__Directions for this task__. If a line comes after the one containing "impl<T> FrameLike for", leave it out; copy every line before it, and that line too, exactly as written, starting from the first line of the entries.

(Beginning of Supplied records)

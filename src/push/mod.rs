//! Outbound queue feeding a connection's writer task.
//!
//! Every frame a connection sends, whether a method reply or a publication
//! delta, passes through one bounded [`PushQueue`]. Producers hold a
//! cloneable [`PushHandle`]; the writer task is the only consumer, so frames
//! leave in the order they were queued.

mod builder;
mod errors;
mod handle;

pub use builder::PushQueueBuilder;
pub use errors::{PushConfigError, PushError};
pub use handle::PushHandle;
use tokio::sync::mpsc;

/// Frames that can travel through a [`PushQueue`].
///
/// Any type that is `Send` and `'static` qualifies.
pub trait FrameLike: Send + 'static {}

impl<T> FrameLike for T where T: Send + 'static {}

/// Default queue capacity in frames.
pub const DEFAULT_QUEUE_CAPACITY: usize = 256;
/// Highest allowed queue capacity for [`PushQueueBuilder`].
pub const MAX_QUEUE_CAPACITY: usize = 10_000;

/// Behaviour when the queue is full.
#[derive(Clone, Copy, Debug, Default, PartialEq, Eq)]
pub enum PushPolicy {
    /// Wait until the writer frees a slot.
    #[default]
    BlockIfFull,
    /// Return [`PushError::QueueFull`] to the caller.
    ReturnErrorIfFull,
    /// Silently drop the frame.
    DropIfFull,
    /// Drop the frame but emit a log warning.
    WarnAndDropIfFull,
}

/// Receiving end of the outbound queue, owned by the writer task.
pub struct PushQueue<F> {
    rx: mpsc::Receiver<F>,
}

impl<F: FrameLike> PushQueue<F> {
    /// Start building a queue.
    #[must_use]
    pub fn builder() -> PushQueueBuilder<F> { PushQueueBuilder::default() }

    /// Wait for the next frame.
    ///
    /// Returns `None` once every [`PushHandle`] has been dropped and the
    /// queue is empty.
    pub async fn recv(&mut self) -> Option<F> { self.rx.recv().await }

    /// Take a frame if one is ready.
    pub fn try_recv(&mut self) -> Option<F> { self.rx.try_recv().ok() }

    /// Number of frames waiting to be written.
    #[must_use]
    pub fn len(&self) -> usize { self.rx.len() }

    #[must_use]
    pub fn is_empty(&self) -> bool { self.rx.is_empty() }

    /// Stop accepting new frames. Frames already queued can still be read.
    pub fn close(&mut self) { self.rx.close(); }
}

(End of Supplied records)

__Answer section__.
filename src/push/mod.rs
//! Outbound queue feeding a connection's writer task.
//!
//! Every frame a connection sends, whether a method reply or a publication
//! delta, passes through one bounded [`PushQueue`]. Producers hold a
//! cloneable [`PushHandle`]; the writer task is the only consumer, so frames
//! leave in the order they were queued.

mod builder;
mod errors;
mod handle;

pub use builder::PushQueueBuilder;
pub use errors::{PushConfigError, PushError};
pub use handle::PushHandle;
use tokio::sync::mpsc;

/// Frames that can travel through a [`PushQueue`].
///
/// Any type that is `Send` and `'static` qualifies.
pub trait FrameLike: Send + 'static {}

impl<T> FrameLike for T where T: Send + 'static {}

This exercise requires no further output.